I want to commend the following article by Gregory Crane:

Getting to open data for Classical Greek and Latin: breaking old habits and undoing the damage — a call for comment!

This article is a MUST READ for anyone who cares about the preservation of our cultural heritage, especially the preservation of texts.

In many ways, his call for open data that make texts available for infinite re-use, in human and machine actionable form, is what the Sentences Commentary Text Archive and the LombardPress publication framework are aiming to achieve. See an overview of the system here.

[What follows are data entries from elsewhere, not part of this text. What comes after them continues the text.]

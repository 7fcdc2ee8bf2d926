use std::collections::BTreeMap;
use std::fmt;

use chrono::Utc;
use serde::Serialize;
use tracing::{debug, info, warn};
use uuid::Uuid;

use crate::analytics;
use crate::error::StoreError;
use crate::models::{
    AssessmentRecord, PerformanceTrend, Student, TermComparison, TermKey, TermPerformance,
    TrendAnalysis, TrendCategory, TrendDirection,
};
use crate::report;
use crate::store::MarksStore;

pub async fn term_performance(
    store: &dyn MarksStore,
    student_id: Uuid,
    key: &TermKey,
) -> Result<Option<TermPerformance>, StoreError> {
    let records = store.records_for_student(student_id, Some(key)).await?;
    Ok(analytics::term_performance(&records, key))
}

/// On-demand analysis of a student's whole history. Nothing is persisted.
pub async fn generate_trend_analysis(
    store: &dyn MarksStore,
    student_id: Uuid,
) -> Result<Option<TrendAnalysis>, StoreError> {
    let Some(student) = store.find_student(student_id).await? else {
        return Ok(None);
    };
    let records = store.records_for_student(student_id, None).await?;
    Ok(analytics::analyze(student, &records))
}

/// Ad-hoc comparison of two chosen terms, classified with the three-band scheme.
pub async fn compare_terms(
    store: &dyn MarksStore,
    student_id: Uuid,
    current: &TermKey,
    previous: &TermKey,
) -> Result<Option<TermComparison>, StoreError> {
    let records = store.records_for_student(student_id, None).await?;
    let current = analytics::term_performance(&records, current);
    let previous = analytics::term_performance(&records, previous);
    Ok(analytics::compare_coarse(current.as_ref(), previous.as_ref()))
}

/// Recomputes and upserts the snapshot for one student and term.
///
/// Returns `None` when the student has no records for that term.
pub async fn persist_trend(
    store: &dyn MarksStore,
    student_id: Uuid,
    key: &TermKey,
    generated_by: Option<Uuid>,
) -> Result<Option<PerformanceTrend>, StoreError> {
    let records = store.records_for_student(student_id, None).await?;
    persist_from_records(store, student_id, &records, key, generated_by).await
}

async fn persist_from_records(
    store: &dyn MarksStore,
    student_id: Uuid,
    records: &[AssessmentRecord],
    key: &TermKey,
    generated_by: Option<Uuid>,
) -> Result<Option<PerformanceTrend>, StoreError> {
    let performances = analytics::term_performances(records);
    let Some(position) = performances.iter().position(|p| p.key == *key) else {
        return Ok(None);
    };

    let Some(trend) = build_trend(student_id, &performances[..=position], generated_by) else {
        return Ok(None);
    };
    let saved = store.upsert_trend(&trend).await?;
    debug!(%student_id, term = %key, trend = saved.trend.as_str(), "trend saved");
    Ok(Some(saved))
}

/// Builds the snapshot for the last entry of `history`, comparing it with the
/// entry before it when there is one.
pub fn build_trend(
    student_id: Uuid,
    history: &[TermPerformance],
    generated_by: Option<Uuid>,
) -> Option<PerformanceTrend> {
    let (current, earlier) = history.split_last()?;
    let now = Utc::now();
    let previous = earlier.last();
    let comparison = analytics::compare(Some(current), previous);
    let (strongest_subject, weakest_subject) = analytics::subject_extremes(&current.subject_scores);

    let distribution = current.grade_distribution;
    let subjects_passed = distribution.passed();
    let total_subjects = current.subject_count;
    let overall_average =
        history.iter().map(|p| p.average_score).sum::<f64>() / history.len() as f64;

    let (trend, trend_direction) = comparison
        .as_ref()
        .map(|c| (c.trend, c.trend_direction))
        .unwrap_or((TrendCategory::Stable, TrendDirection::Neutral));

    let mut snapshot = PerformanceTrend {
        id: Uuid::new_v4(),
        student_id,
        term: current.key.term.clone(),
        academic_year: current.key.academic_year.clone(),
        current_term_average: current.average_score,
        previous_term_average: previous.map(|p| p.average_score),
        overall_average: Some(overall_average),
        score_change: comparison.as_ref().map(|c| c.average_change),
        percentage_change: comparison.as_ref().map(|c| c.percentage_change),
        trend,
        trend_direction,
        strongest_subject,
        weakest_subject,
        most_improved_subject: comparison.and_then(|c| c.most_improved_subject),
        subjects_passed,
        total_subjects,
        pass_rate: analytics::pass_rate(subjects_passed, total_subjects),
        grade_distribution: distribution,
        strengths: report::strengths(current),
        weaknesses: report::weaknesses(current),
        analysis_summary: String::new(),
        recommendations: String::new(),
        action_items: String::new(),
        is_active: true,
        generated_by,
        date_generated: now,
        last_updated: now,
    };

    let text = report::build_analysis(&snapshot);
    snapshot.analysis_summary = text.summary;
    snapshot.recommendations = text.recommendations;
    snapshot.action_items = text.action_items;
    Some(snapshot)
}

/// Re-persists the snapshot for the student's most recent term.
pub async fn regenerate_for_student(
    store: &dyn MarksStore,
    student_id: Uuid,
    generated_by: Option<Uuid>,
) -> Result<Option<PerformanceTrend>, StoreError> {
    let records = store.records_for_student(student_id, None).await?;
    let latest = analytics::term_performances(&records)
        .last()
        .map(|p| p.key.clone());
    match latest {
        Some(key) => persist_from_records(store, student_id, &records, &key, generated_by).await,
        None => Ok(None),
    }
}

/// Restricts batch generation to students with records in a year and/or term.
#[derive(Debug, Clone, Default)]
pub struct BatchFilter {
    pub academic_year: Option<String>,
    pub term: Option<String>,
}

impl BatchFilter {
    fn admits(&self, records: &[AssessmentRecord]) -> bool {
        let year_ok = self
            .academic_year
            .as_deref()
            .map_or(true, |year| records.iter().any(|r| r.academic_year == year));
        let term_ok = self
            .term
            .as_deref()
            .map_or(true, |term| records.iter().any(|r| r.term == term));
        year_ok && term_ok
    }
}

#[derive(Debug, Clone, Default, PartialEq, Eq, Serialize)]
pub struct BatchSummary {
    pub students: usize,
    pub generated: usize,
    pub skipped: usize,
    pub failed: usize,
}

impl fmt::Display for BatchSummary {
    fn fmt(&self, f: &mut fmt::Formatter<'_>) -> fmt::Result {
        write!(
            f,
            "generated {} of {} ({} skipped, {} failed)",
            self.generated, self.students, self.skipped, self.failed
        )
    }
}

/// Generates and stores the latest-term snapshot for every eligible student.
///
/// Students need at least two terms of records. A failure for one student is
/// logged and counted; it never stops the batch.
pub async fn generate_all(
    store: &dyn MarksStore,
    filter: &BatchFilter,
    generated_by: Option<Uuid>,
) -> Result<BatchSummary, StoreError> {
    let students = store.list_students().await?;
    let mut summary = BatchSummary {
        students: students.len(),
        ..BatchSummary::default()
    };

    for student in students {
        let student_id = student.id;
        match generate_for_student(store, student, filter, generated_by).await {
            Ok(true) => summary.generated += 1,
            Ok(false) => summary.skipped += 1,
            Err(err) => {
                warn!(%student_id, error = %err, "trend generation failed, student skipped");
                summary.failed += 1;
            }
        }
    }

    info!(
        students = summary.students,
        generated = summary.generated,
        skipped = summary.skipped,
        failed = summary.failed,
        "trend generation finished"
    );
    Ok(summary)
}

async fn generate_for_student(
    store: &dyn MarksStore,
    student: Student,
    filter: &BatchFilter,
    generated_by: Option<Uuid>,
) -> Result<bool, StoreError> {
    let student_id = student.id;
    let records = store.records_for_student(student_id, None).await?;
    let Some(analysis) = analytics::analyze(student, &records) else {
        return Ok(false);
    };
    if !analysis.has_multiple_terms || !filter.admits(&records) {
        return Ok(false);
    }
    let Some(latest) = analysis.latest() else {
        return Ok(false);
    };

    let saved = persist_from_records(store, student_id, &records, &latest.key, generated_by).await?;
    Ok(saved.is_some())
}

#[derive(Debug, Clone, PartialEq, Serialize)]
pub struct TopPerformer {
    pub student: Student,
    pub average_score: f64,
    pub total_subjects: usize,
}

#[derive(Debug, Clone, PartialEq, Serialize)]
pub struct TermStat {
    pub key: TermKey,
    pub average_score: f64,
    pub record_count: usize,
}

#[derive(Debug, Clone, PartialEq, Serialize)]
pub struct SchoolOverview {
    pub total_students: usize,
    pub total_records: usize,
    pub top_performers: Vec<TopPerformer>,
    pub term_stats: Vec<TermStat>,
}

/// School-wide dashboard figures: best overall averages and per-term statistics.
pub async fn school_overview(
    store: &dyn MarksStore,
    limit: usize,
) -> Result<SchoolOverview, StoreError> {
    let students = store.list_students().await?;
    let records = store.all_records().await?;

    let mut totals: BTreeMap<Uuid, (f64, usize)> = BTreeMap::new();
    for record in &records {
        let entry = totals.entry(record.student_id).or_insert((0.0, 0));
        entry.0 += record.total_score;
        entry.1 += 1;
    }

    let mut top_performers: Vec<TopPerformer> = students
        .iter()
        .filter_map(|student| {
            let (sum, count) = totals.get(&student.id)?;
            Some(TopPerformer {
                student: student.clone(),
                average_score: sum / *count as f64,
                total_subjects: *count,
            })
        })
        .collect();
    top_performers.sort_by(|a, b| {
        b.average_score
            .partial_cmp(&a.average_score)
            .unwrap_or(std::cmp::Ordering::Equal)
            .then_with(|| a.student.full_name.cmp(&b.student.full_name))
    });
    top_performers.truncate(limit);

    let mut stats = term_stats(&records);
    stats.sort_by(|a, b| {
        b.key
            .academic_year
            .cmp(&a.key.academic_year)
            .then_with(|| a.key.term.cmp(&b.key.term))
    });
    stats.truncate(limit);

    Ok(SchoolOverview {
        total_students: students.len(),
        total_records: records.len(),
        top_performers,
        term_stats: stats,
    })
}

fn term_stats(records: &[AssessmentRecord]) -> Vec<TermStat> {
    let mut grouped: Vec<(TermKey, f64, usize)> = Vec::new();
    for record in records {
        let key = record.term_key();
        match grouped.iter_mut().find(|(existing, _, _)| *existing == key) {
            Some(entry) => {
                entry.1 += record.total_score;
                entry.2 += 1;
            }
            None => grouped.push((key, record.total_score, 1)),
        }
    }
    grouped
        .into_iter()
        .map(|(key, sum, count)| TermStat {
            key,
            average_score: sum / count as f64,
            record_count: count,
        })
        .collect()
}

#[derive(Debug, Clone, PartialEq, Serialize)]
pub struct CohortComparison {
    pub first: TermStat,
    pub second: TermStat,
    pub difference: f64,
    pub percentage_change: f64,
}

/// School-wide average of `second` against `first`; `None` unless both have records.
pub async fn cohort_term_comparison(
    store: &dyn MarksStore,
    first: &TermKey,
    second: &TermKey,
) -> Result<Option<CohortComparison>, StoreError> {
    let records = store.all_records().await?;
    let stats = term_stats(&records);
    let find = |key: &TermKey| stats.iter().find(|stat| stat.key == *key).cloned();

    Ok(match (find(first), find(second)) {
        (Some(first), Some(second)) => Some(CohortComparison {
            difference: second.average_score - first.average_score,
            percentage_change: analytics::percentage_change(
                second.average_score,
                first.average_score,
            ),
            first,
            second,
        }),
        _ => None,
    })
}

Today, traditional publication through a for-profit corporation ironically ends up betraying the name “publication.” Rather than making a text more accessible, it actual makes a text more expensive, harder to access, and therefore less public. The internet makes the free and universal dissemination of our texts possible for the first time. If this is a genuine possibility for us now, as it never has been before, why would we do anything else?

Gregory Crane writes:

First, the decision to stop handing over ownership of new textual data (and especially any textual data produced with any significant measure of public funding) is, in 2015, a purely political one. There is no practical reason not to make this change immediately. If it takes editors an extra six months or a year (and it should not) because they need to learn how to produce a digital edition, the delay is insignificant in comparison to the damage that scholars suffer when they hand over control of the reconstructed text for 25 years and of the textual notes, introduction and other materials for 70 years after their death.

If you’re convinced by Gregory Crane’s article and you’re interested in working on a edition (critical or diplomatic) of any part or fragment of a medieval Sentences commentary – perhaps as part of your dissertation or as a by product of an article you are working on – please consider publishing it with the SCTA and LombardPress. Because our goal is open access, you’ll be able to do anything else you want with the text, but we can disseminate your text throughout the web as well as help you produce beautiful html and print versions. Please contact jcwitt [at] loyola [dot] edu if you are genuinely interested. It is our aim to make the vast corpus of Sentences commentaries (nearly 1,000 commentaries spanning 5 centuries) universally accessible and open for infinite re-use. We want these texts to be both useful for present purposes of scholars, but also available for purposes that have not been imagined.